§ PROMPT
I need the number of lines in the following entries that hold the word "overview", and no other text.

(Beginning of RECORDS SUPPLIED)

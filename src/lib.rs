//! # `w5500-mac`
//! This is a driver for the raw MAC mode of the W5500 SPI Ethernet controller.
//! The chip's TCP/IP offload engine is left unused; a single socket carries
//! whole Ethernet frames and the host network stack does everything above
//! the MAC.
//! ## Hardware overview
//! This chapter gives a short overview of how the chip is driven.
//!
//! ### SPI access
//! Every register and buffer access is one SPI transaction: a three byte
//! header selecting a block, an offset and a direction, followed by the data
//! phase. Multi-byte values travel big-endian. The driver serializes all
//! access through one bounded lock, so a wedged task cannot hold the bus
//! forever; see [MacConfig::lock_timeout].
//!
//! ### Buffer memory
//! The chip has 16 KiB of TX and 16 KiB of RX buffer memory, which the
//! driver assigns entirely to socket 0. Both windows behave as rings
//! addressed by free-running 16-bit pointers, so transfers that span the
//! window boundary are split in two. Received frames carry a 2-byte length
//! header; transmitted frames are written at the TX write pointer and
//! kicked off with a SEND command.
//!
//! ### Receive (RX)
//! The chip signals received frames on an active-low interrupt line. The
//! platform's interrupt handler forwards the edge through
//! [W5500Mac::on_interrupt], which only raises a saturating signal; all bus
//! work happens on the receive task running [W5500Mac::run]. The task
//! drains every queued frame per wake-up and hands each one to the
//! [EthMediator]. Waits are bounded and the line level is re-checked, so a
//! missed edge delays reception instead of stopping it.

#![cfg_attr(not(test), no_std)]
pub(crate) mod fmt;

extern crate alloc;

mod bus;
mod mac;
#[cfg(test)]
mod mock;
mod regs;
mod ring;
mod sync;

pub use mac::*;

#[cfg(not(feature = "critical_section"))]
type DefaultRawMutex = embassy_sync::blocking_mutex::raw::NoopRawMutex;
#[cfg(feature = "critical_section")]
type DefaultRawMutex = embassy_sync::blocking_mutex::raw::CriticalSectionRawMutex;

(End of RECORDS SUPPLIED)
(Beginning of RECORDS SUPPLIED)

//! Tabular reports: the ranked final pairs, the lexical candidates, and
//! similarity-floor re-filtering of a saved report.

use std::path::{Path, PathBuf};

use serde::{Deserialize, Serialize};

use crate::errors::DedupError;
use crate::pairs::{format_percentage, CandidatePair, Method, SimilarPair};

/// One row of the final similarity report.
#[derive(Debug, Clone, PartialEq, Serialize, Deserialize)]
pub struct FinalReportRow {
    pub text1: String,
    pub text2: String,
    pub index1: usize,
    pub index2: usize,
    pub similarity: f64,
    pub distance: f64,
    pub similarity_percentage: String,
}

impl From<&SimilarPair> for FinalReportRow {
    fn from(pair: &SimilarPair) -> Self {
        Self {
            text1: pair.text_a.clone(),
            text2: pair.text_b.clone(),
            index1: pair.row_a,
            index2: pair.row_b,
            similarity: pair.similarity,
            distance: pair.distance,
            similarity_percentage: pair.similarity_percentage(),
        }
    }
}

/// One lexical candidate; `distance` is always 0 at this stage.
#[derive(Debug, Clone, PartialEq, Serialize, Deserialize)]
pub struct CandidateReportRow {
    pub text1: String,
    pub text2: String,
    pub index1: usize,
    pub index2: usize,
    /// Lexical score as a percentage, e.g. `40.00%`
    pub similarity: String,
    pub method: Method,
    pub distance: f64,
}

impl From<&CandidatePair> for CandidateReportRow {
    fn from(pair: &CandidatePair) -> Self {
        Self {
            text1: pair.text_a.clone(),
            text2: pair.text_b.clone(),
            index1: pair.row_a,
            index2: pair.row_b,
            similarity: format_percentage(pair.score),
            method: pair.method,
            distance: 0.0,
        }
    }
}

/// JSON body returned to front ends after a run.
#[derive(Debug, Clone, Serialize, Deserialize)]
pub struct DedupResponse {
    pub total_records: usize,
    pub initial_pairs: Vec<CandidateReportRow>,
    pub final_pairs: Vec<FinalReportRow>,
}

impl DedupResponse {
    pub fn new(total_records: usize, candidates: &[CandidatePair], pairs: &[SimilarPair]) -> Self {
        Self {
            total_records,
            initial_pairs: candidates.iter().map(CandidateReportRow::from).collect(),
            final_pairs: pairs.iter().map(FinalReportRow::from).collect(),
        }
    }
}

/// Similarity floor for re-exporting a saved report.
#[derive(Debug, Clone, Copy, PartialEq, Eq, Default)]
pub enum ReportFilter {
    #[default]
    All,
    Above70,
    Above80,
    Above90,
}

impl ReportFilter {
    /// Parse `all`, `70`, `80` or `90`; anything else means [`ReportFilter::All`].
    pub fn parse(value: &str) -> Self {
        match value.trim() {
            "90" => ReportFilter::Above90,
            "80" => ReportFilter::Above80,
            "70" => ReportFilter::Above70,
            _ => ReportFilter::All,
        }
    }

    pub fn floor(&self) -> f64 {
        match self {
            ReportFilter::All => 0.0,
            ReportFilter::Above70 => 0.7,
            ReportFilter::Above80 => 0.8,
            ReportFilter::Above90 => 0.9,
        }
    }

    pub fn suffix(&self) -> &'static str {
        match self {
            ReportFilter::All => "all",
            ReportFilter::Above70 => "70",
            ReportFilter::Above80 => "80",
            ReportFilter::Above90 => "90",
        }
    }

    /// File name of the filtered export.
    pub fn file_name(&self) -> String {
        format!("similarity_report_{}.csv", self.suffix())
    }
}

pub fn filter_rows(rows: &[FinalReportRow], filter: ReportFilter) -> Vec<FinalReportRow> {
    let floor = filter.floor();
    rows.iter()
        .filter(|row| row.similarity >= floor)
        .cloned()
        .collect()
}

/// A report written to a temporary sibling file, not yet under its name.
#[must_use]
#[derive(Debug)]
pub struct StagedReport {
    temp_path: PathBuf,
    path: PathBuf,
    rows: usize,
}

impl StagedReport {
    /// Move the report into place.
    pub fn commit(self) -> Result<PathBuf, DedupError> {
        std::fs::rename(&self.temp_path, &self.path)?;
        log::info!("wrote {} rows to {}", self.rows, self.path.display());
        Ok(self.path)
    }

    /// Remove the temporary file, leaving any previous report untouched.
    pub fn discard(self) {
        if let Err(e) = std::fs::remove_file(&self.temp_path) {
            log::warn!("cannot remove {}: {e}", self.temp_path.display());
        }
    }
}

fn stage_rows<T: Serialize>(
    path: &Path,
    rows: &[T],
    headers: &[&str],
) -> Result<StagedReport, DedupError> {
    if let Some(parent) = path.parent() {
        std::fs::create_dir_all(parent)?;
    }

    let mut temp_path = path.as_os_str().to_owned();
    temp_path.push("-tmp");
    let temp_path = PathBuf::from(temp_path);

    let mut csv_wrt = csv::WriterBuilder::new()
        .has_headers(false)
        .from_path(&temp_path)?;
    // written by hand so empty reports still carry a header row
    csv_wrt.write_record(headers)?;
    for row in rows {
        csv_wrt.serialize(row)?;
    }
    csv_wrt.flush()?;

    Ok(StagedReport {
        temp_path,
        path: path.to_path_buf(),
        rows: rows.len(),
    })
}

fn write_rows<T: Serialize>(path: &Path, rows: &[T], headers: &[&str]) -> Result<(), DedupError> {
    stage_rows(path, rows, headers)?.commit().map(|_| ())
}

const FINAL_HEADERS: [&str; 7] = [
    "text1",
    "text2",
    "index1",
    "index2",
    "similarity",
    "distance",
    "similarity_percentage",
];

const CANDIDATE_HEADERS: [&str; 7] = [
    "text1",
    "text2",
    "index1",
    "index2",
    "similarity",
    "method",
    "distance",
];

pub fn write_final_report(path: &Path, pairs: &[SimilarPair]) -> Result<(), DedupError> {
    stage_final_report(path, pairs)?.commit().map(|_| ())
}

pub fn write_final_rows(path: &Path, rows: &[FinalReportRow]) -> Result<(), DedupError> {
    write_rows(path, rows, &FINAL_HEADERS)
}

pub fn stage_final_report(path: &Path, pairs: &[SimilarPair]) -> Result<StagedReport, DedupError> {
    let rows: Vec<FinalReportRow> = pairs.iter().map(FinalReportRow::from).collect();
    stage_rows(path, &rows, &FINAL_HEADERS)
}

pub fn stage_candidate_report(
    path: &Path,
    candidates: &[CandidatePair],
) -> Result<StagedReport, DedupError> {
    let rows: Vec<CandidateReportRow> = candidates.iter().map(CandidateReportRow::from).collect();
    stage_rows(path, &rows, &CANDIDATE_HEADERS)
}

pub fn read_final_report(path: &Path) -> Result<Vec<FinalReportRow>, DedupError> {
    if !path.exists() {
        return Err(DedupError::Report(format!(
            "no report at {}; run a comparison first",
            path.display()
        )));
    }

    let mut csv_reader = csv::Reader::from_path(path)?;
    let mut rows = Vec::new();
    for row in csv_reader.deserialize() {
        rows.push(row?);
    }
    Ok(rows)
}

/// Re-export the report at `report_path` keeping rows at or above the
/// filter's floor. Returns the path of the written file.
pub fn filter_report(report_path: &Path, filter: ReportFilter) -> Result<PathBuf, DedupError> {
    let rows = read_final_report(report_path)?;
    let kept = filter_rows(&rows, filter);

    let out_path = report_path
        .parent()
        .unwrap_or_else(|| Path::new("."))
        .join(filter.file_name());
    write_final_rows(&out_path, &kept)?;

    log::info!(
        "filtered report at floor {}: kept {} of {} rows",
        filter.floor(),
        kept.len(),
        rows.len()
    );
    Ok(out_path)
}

(End of RECORDS SUPPLIED)

§ EXERCISE RESULT
2